Hugh Canning
Attend an evening with Andre Agassi

The death knell of classical music has been rung so frequently during the 30 or so years since I started writing about it that, nowadays, I just laugh into my tub of popcorn. Anyone attending the BBC Proms in the past fortnight will have seen a live art form in the rudest of health: in an unbroken sequence of six evenings spent at the Albert Hall, only Handel’s Samson, a midweek four-hour marathon, and the late-night chamber concert by members of Daniel Barenboim’s West-Eastern Divan Orchestra had significant numbers of empty seats, and even these concerts would have filled the Festival or Barbican halls.
Admittedly, it was a vintage week in terms of Roger Wright’s overall programming, and blissfully free of themes or “threads” — Darwin and the ubiquitous anniversary composers barely got a look-in. Apart from late-night Mendelssohn, Handel was the exception, and the half-empty arena made me ponder again whether the Handel bubble may have finally burst. Samson is a masterpiece, but a very long one, and I did wonder if more cuts should have been sanctioned by the English Concert’s reverential conductor, Harry Bicket. The performance was definitely worth attending, for Mark Padmore’s commanding, angry Samson, Susan Gritton’s sensuous Dalila, Iestyn Davies’s luminous Micah, and Lucy Crowe, rounding off the evening with a gleaming, effortless Let the Bright Seraphim, the number everyone was waiting for.

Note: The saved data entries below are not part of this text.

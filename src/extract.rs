//! Geometry extraction.
//!
//! Converts one decoded feature collection into line paths (drawn as the
//! track layer) and point samples (fed to the density layer). Positions
//! arrive as `[lon, lat, ..]` and leave as [`GpsPoint`] in lat/lon order.
//!
//! - `Point` features are waypoints, not trail geometry: always dropped.
//! - `LineString` becomes one path; its positions are also samples.
//! - `MultiLineString` becomes one path per member line.
//! - Anything else is handled by [`UnsupportedGeometryPolicy`].

use geojson::{FeatureCollection, Value};

use crate::{ExtractConfig, GeometryError, GpsPoint, LinePath, UnsupportedGeometryPolicy};

/// Geometry extracted from one track.
#[derive(Debug, Clone, Default, PartialEq)]
pub struct TrackGeometry {
    pub line_paths: Vec<LinePath>,
    pub point_samples: Vec<GpsPoint>,
    /// Geometry types dropped under [`UnsupportedGeometryPolicy::Warn`]
    pub unsupported: Vec<String>,
}

/// Extract line paths and point samples from a feature collection.
///
/// Pure: no logging, no side effects. Fails on the first structurally
/// invalid feature.
pub fn extract(
    collection: &FeatureCollection,
    config: &ExtractConfig,
) -> Result<TrackGeometry, GeometryError> {
    let mut out = TrackGeometry::default();

    for (feature_index, feature) in collection.features.iter().enumerate() {
        let geometry = feature
            .geometry
            .as_ref()
            .ok_or(GeometryError::MissingGeometry { feature_index })?;

        match &geometry.value {
            Value::Point(_) => {}
            Value::LineString(line) => {
                push_line(&mut out, line, feature_index)?;
            }
            Value::MultiLineString(lines) => {
                for line in lines {
                    push_line(&mut out, line, feature_index)?;
                }
            }
            other => {
                let geometry_type = geometry_type_name(other);
                match config.unsupported_geometry {
                    UnsupportedGeometryPolicy::Ignore => {}
                    UnsupportedGeometryPolicy::Warn => {
                        out.unsupported.push(geometry_type.to_string())
                    }
                    UnsupportedGeometryPolicy::Reject => {
                        return Err(GeometryError::Unsupported {
                            feature_index,
                            geometry_type: geometry_type.to_string(),
                        });
                    }
                }
            }
        }
    }

    Ok(out)
}

fn push_line(
    out: &mut TrackGeometry,
    line: &[Vec<f64>],
    feature_index: usize,
) -> Result<(), GeometryError> {
    let points = line
        .iter()
        .map(|position| to_point(position, feature_index))
        .collect::<Result<Vec<_>, _>>()?;

    // An empty line draws nothing and contributes nothing
    if let Some(path) = LinePath::new(points) {
        out.point_samples.extend_from_slice(path.points());
        out.line_paths.push(path);
    }
    Ok(())
}

fn to_point(position: &[f64], feature_index: usize) -> Result<GpsPoint, GeometryError> {
    match position {
        [lon, lat, ..] => {
            let point = GpsPoint::new(*lat, *lon);
            if point.is_valid() {
                Ok(point)
            } else {
                Err(GeometryError::OutOfRange {
                    feature_index,
                    latitude: *lat,
                    longitude: *lon,
                })
            }
        }
        _ => Err(GeometryError::InvalidPosition {
            feature_index,
            arity: position.len(),
        }),
    }
}

fn geometry_type_name(value: &Value) -> &'static str {
    match value {
        Value::Point(_) => "Point",
        Value::MultiPoint(_) => "MultiPoint",
        Value::LineString(_) => "LineString",
        Value::MultiLineString(_) => "MultiLineString",
        Value::Polygon(_) => "Polygon",
        Value::MultiPolygon(_) => "MultiPolygon",
        Value::GeometryCollection(_) => "GeometryCollection",
    }
}
//! Shared fixtures for integration tests.

#![allow(dead_code)]

use trackheat::Track;

/// Route log output through the test harness.
pub fn init_test_logging() {
    let _ = env_logger::builder().is_test(true).try_init();
}

/// GPX file with one track made of the given segments of (lon, lat) pairs.
pub fn gpx_track(name: &str, segments: &[&[(f64, f64)]]) -> String {
    let mut out = String::from("<?xml version=\"1.0\" encoding=\"UTF-8\"?>\n");
    out.push_str("<gpx version=\"1.1\" creator=\"trackheat-tests\">\n");
    out.push_str(&format!("  <trk>\n    <name>{}</name>\n", name));
    for segment in segments {
        out.push_str("    <trkseg>\n");
        for (lon, lat) in segment.iter() {
            out.push_str(&format!("      <trkpt lat=\"{}\" lon=\"{}\"></trkpt>\n", lat, lon));
        }
        out.push_str("    </trkseg>\n");
    }
    out.push_str("  </trk>\n</gpx>\n");
    out
}

/// GPX upload with a single-segment track.
pub fn gpx_upload(id: &str, points: &[(f64, f64)]) -> Track {
    Track::new(id, gpx_track(id, &[points]).into_bytes())
}

/// GeoJSON upload from a raw feature collection body.
pub fn geojson_upload(id: &str, json: &str) -> Track {
    Track::new(id, json.as_bytes().to_vec())
}

/// Points walking north from London, roughly 100m apart.
pub fn london_walk(n: usize) -> Vec<(f64, f64)> {
    (0..n).map(|i| (-0.1278, 51.5074 + i as f64 * 0.001)).collect()
}
pub mod accumulator;
pub mod feed;
pub mod scroll;

pub use accumulator::{PostAccumulator, RunAccumulator};
pub use feed::{FeedPage, FeedSnapshot, ScriptedFeed};
pub use scroll::{CollectorReport, CollectorState, ScrollCollector};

Barenboim’s band of Jewish and Muslim musicians — co-founded 10 years ago with the Palestinian Edward Said — staged a mini residency: one “straight” symphonic programme, an opera in concert (Beethoven’s symbolic freedom opera, Fidelio) the above-mentioned late-night pairing of Mendelssohn’s Octet with Berg’s Chamber Concerto, and a “Proms Intro” at the nearby Royal College of Music, in which Barenboim introduced two pieces by his friend Pierre Boulez.
Barenboim’s energy seems limitless, and what he has achieved with his remarkable young orchestra in 10 years of summer camps and tours is something very special indeed. The purely orchestral programme crowned beautifully played accounts of Liszt’s most popular tone poem, Les préludes, and the Prelude and Liebestod from Wagner’s Tristan und Isolde. It featured a rollercoaster performance of Berlioz’s Symphonie Fantastique, with a heart-rending shepherd (cor anglais) in the Scène aux champs and terrifying judgment day bells in the Witches’ Sabbath.
The Fidelio, with an English narration by Said, spoken and pre-recorded by the evening’s Leonore, Waltraud Meier, was greater than the sum of its parts. Meier is, essentially, a mezzo, and she lunges hopefully at the high Bs of the part, but her visionary presence and eloquent declamation counts for a lot in this opera. If her colleagues — John Tomlinson’s now veteran-sounding Rocco, Gerd Grochowski’s Pizarro, Simon O’Neill’s nasal yet musical Florestan, Adriana Kucherova’s vocally tired Marzelline — weren’t exactly A-list casting, the orchestra’s contribution was world class. They were thrilling in the Leonore III overture, placed at the beginning of the evening, and, with the chorus, in the optimistic finale. The symbolic integrity of this orchestra and Beethoven’s message of universal freedom overrode any passing vocal flaws.
Two of Shostakovich’s greatest symphonies interpreted by Russian-born conductors framed my week: the Eleventh and the Eighth, the respective climaxes of a BBC Symphony Orchestra programme under Semyon Bychkov and of the LSO’s second visit to the Proms, this time with its principal maestro, Valery Gergiev. I have always thought of the Eighth — one of the composer’s angry, lamenting, bitter wartime symphonies — as one of Shostakovich’s greatest, but, well played as it was, it frequently sounded banal, especially when preceded by a monstrous piece of kitsch, Schnittke’s short but overblown student oratorio, Nagasaki, written in 1958 and sounding more like a birthday song to Krushchev than a protest against nuclear war.
Bychkov’s account of the Eleventh, on the other hand, was one of the most electrifying and shattering I have heard of a Shostakovich symphony in the concert hall, and the BBCSO responded to his visionary direction with playing they seem to reserve for very special conductors. From the glacial evocation of the Winter Palace courtyard, via the shooting of the 1905 revolutionaries by the Tsar’s armed guard, to the climactic sounding of the tocsin, Bychkov never let the tension sag and was rewarded with a tumultuous, spontaneous ovation from both audience and orchestra. What a great conductor he has become.